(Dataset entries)
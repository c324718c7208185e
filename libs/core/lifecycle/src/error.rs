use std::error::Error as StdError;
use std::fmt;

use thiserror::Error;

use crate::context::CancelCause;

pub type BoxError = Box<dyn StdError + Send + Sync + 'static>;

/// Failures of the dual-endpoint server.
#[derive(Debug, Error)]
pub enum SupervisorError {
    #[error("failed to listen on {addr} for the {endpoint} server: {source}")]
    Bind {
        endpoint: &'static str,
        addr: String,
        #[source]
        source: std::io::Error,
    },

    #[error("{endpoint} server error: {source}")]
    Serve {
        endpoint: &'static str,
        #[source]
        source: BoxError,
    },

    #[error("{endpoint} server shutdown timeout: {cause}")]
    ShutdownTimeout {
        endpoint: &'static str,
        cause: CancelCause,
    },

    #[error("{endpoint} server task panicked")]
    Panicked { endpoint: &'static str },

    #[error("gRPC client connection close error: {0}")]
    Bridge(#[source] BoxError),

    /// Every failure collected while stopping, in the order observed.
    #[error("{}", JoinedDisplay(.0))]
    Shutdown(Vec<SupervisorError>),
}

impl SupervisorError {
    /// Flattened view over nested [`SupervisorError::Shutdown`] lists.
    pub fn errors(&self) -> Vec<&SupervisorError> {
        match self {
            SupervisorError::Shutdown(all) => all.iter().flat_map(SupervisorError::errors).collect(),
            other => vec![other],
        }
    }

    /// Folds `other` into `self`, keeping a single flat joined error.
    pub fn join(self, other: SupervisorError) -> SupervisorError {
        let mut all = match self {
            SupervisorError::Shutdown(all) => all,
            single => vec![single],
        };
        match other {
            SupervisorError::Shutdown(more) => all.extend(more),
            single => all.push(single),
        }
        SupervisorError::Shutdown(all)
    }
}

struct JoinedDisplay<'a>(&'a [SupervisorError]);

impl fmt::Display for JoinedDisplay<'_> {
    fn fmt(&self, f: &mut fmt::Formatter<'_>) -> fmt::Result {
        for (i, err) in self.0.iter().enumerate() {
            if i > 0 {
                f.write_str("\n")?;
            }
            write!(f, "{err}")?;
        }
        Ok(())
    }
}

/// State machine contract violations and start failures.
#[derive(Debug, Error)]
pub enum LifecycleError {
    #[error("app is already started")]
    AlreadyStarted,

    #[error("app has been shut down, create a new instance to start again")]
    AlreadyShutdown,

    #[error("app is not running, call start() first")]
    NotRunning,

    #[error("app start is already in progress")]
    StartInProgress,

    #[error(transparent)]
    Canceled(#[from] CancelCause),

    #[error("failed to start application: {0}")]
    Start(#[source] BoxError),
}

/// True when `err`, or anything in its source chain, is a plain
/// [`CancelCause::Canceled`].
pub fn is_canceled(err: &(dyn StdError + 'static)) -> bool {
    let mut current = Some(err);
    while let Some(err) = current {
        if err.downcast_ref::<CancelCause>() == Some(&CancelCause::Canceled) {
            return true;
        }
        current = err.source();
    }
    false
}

* * *

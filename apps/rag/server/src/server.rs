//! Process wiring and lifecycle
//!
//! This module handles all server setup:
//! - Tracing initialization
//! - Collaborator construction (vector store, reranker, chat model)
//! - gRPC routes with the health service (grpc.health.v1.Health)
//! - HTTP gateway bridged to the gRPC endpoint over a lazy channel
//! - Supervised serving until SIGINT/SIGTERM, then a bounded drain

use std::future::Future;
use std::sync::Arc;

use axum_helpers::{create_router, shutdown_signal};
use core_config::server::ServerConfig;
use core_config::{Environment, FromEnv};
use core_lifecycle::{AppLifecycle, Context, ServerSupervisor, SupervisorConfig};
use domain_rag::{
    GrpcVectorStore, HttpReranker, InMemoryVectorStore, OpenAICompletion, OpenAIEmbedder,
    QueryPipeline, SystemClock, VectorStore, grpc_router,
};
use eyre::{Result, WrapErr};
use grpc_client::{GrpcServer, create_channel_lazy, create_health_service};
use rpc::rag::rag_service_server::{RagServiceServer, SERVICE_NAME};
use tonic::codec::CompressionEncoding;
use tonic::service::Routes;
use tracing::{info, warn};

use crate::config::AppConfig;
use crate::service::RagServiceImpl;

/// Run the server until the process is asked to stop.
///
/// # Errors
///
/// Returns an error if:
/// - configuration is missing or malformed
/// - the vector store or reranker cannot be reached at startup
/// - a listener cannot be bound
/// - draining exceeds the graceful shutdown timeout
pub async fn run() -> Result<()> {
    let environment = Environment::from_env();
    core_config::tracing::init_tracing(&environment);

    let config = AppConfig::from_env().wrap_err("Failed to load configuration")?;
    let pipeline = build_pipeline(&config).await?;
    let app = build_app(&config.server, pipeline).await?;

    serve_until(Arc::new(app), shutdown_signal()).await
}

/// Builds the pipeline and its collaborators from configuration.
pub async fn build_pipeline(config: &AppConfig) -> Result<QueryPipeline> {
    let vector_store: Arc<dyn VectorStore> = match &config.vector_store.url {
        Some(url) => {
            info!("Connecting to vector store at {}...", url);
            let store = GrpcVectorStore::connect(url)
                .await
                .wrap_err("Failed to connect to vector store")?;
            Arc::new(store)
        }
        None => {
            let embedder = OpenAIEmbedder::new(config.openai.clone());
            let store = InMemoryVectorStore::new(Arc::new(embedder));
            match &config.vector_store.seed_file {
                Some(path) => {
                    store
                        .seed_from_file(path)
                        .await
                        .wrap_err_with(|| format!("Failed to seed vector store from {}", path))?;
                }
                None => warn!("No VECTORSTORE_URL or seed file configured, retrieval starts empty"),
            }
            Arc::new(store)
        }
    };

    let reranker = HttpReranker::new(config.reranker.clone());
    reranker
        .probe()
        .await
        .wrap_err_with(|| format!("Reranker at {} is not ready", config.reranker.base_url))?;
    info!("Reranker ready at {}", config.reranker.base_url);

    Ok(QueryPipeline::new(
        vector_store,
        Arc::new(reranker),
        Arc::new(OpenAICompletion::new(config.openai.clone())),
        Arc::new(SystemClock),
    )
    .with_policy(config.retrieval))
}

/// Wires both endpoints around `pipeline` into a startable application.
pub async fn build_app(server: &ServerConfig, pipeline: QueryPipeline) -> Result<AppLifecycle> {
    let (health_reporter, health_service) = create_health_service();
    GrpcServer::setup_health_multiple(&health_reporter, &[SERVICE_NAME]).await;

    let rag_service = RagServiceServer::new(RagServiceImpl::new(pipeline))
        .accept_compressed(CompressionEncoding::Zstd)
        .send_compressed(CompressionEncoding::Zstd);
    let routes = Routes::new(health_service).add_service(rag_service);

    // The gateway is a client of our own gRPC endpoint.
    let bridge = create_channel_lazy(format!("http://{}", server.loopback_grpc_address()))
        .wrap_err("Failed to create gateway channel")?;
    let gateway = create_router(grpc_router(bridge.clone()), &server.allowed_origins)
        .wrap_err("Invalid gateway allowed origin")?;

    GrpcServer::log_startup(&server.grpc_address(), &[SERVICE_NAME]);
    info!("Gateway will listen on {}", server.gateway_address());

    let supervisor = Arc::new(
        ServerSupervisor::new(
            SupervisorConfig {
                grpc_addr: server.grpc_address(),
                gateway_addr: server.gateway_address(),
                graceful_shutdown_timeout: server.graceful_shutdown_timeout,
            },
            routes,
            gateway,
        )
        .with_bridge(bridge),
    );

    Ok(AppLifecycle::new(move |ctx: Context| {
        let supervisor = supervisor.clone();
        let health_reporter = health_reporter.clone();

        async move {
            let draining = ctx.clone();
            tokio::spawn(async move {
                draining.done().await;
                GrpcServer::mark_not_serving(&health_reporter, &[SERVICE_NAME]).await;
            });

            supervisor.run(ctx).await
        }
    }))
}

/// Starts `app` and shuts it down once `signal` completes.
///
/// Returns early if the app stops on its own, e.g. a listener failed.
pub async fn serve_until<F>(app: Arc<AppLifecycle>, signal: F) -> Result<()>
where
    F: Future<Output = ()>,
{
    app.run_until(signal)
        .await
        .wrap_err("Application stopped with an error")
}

TASK PROMPT:
Every line of the entries above that includes "GrpcServer" should be copied.

EXERCISE ANSWER:
use grpc_client::{GrpcServer, create_channel_lazy, create_health_service};
    GrpcServer::setup_health_multiple(&health_reporter, &[SERVICE_NAME]).await;
    GrpcServer::log_startup(&server.grpc_address(), &[SERVICE_NAME]);
                GrpcServer::mark_not_serving(&health_reporter, &[SERVICE_NAME]).await;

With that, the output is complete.